■ **Information shown**:
BEGIN
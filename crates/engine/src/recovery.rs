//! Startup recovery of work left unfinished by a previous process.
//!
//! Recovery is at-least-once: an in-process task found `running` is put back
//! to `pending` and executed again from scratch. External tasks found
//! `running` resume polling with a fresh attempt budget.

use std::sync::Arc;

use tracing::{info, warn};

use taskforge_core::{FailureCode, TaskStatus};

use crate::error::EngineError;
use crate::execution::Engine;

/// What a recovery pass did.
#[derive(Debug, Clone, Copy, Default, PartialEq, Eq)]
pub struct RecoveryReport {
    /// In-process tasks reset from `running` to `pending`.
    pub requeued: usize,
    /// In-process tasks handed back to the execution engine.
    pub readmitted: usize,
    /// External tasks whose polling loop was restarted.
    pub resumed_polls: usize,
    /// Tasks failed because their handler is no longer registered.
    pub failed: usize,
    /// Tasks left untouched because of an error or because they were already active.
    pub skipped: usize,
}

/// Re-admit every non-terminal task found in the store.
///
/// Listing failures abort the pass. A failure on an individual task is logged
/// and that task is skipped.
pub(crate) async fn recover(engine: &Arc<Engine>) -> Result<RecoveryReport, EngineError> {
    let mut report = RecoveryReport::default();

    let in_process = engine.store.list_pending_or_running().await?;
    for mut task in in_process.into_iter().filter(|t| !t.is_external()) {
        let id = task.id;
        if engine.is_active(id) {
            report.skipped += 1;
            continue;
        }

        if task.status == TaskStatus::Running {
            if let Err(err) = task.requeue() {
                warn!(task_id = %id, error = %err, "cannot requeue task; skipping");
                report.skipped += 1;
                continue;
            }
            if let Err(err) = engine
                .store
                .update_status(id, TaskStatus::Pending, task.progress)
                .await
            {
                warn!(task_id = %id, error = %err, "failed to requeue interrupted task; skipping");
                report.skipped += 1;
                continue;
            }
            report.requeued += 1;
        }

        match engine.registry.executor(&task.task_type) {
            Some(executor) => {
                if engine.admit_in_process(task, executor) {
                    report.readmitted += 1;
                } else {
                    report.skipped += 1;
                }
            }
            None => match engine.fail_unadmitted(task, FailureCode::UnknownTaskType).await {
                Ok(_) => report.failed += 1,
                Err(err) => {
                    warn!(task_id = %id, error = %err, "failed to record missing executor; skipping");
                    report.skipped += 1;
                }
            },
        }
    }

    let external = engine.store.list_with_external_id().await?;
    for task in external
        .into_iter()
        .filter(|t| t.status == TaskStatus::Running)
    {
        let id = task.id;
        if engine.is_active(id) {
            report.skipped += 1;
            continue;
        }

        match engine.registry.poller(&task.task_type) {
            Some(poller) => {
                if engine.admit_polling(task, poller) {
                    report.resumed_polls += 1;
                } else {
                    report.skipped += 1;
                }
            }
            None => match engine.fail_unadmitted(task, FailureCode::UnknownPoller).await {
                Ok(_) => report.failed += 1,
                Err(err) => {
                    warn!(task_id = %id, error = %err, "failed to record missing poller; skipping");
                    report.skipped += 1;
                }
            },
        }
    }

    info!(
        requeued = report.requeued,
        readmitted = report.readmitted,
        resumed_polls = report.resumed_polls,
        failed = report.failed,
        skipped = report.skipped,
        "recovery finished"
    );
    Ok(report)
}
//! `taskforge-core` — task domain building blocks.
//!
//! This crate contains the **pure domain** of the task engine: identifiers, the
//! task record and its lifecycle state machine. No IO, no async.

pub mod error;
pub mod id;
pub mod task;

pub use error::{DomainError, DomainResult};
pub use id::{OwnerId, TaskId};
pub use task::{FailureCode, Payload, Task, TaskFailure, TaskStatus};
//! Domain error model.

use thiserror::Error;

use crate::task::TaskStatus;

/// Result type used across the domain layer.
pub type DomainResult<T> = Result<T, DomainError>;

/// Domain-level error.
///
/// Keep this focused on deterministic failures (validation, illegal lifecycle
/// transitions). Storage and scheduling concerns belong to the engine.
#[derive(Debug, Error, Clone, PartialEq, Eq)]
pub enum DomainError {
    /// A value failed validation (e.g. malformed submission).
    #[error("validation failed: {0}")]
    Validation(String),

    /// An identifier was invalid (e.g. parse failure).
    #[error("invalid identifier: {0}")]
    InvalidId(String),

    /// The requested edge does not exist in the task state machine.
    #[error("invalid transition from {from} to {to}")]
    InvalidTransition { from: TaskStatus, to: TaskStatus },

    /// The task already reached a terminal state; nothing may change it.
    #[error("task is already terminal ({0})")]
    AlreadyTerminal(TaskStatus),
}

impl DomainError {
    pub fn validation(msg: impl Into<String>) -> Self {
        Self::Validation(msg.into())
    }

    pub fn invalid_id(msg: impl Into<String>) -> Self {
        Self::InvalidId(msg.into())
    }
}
END
■ **Instructions for the task**:
Please write out, exactly as they appear, the line that contains "TaskStatus, to: TaskStatus" and every line after it up to the end of the entries above, and no others.

■ **Answer section**:
    InvalidTransition { from: TaskStatus, to: TaskStatus },

    /// The task already reached a terminal state; nothing may change it.
    #[error("task is already terminal ({0})")]
    AlreadyTerminal(TaskStatus),
}

impl DomainError {
    pub fn validation(msg: impl Into<String>) -> Self {
        Self::Validation(msg.into())
    }

    pub fn invalid_id(msg: impl Into<String>) -> Self {
        Self::InvalidId(msg.into())
    }
}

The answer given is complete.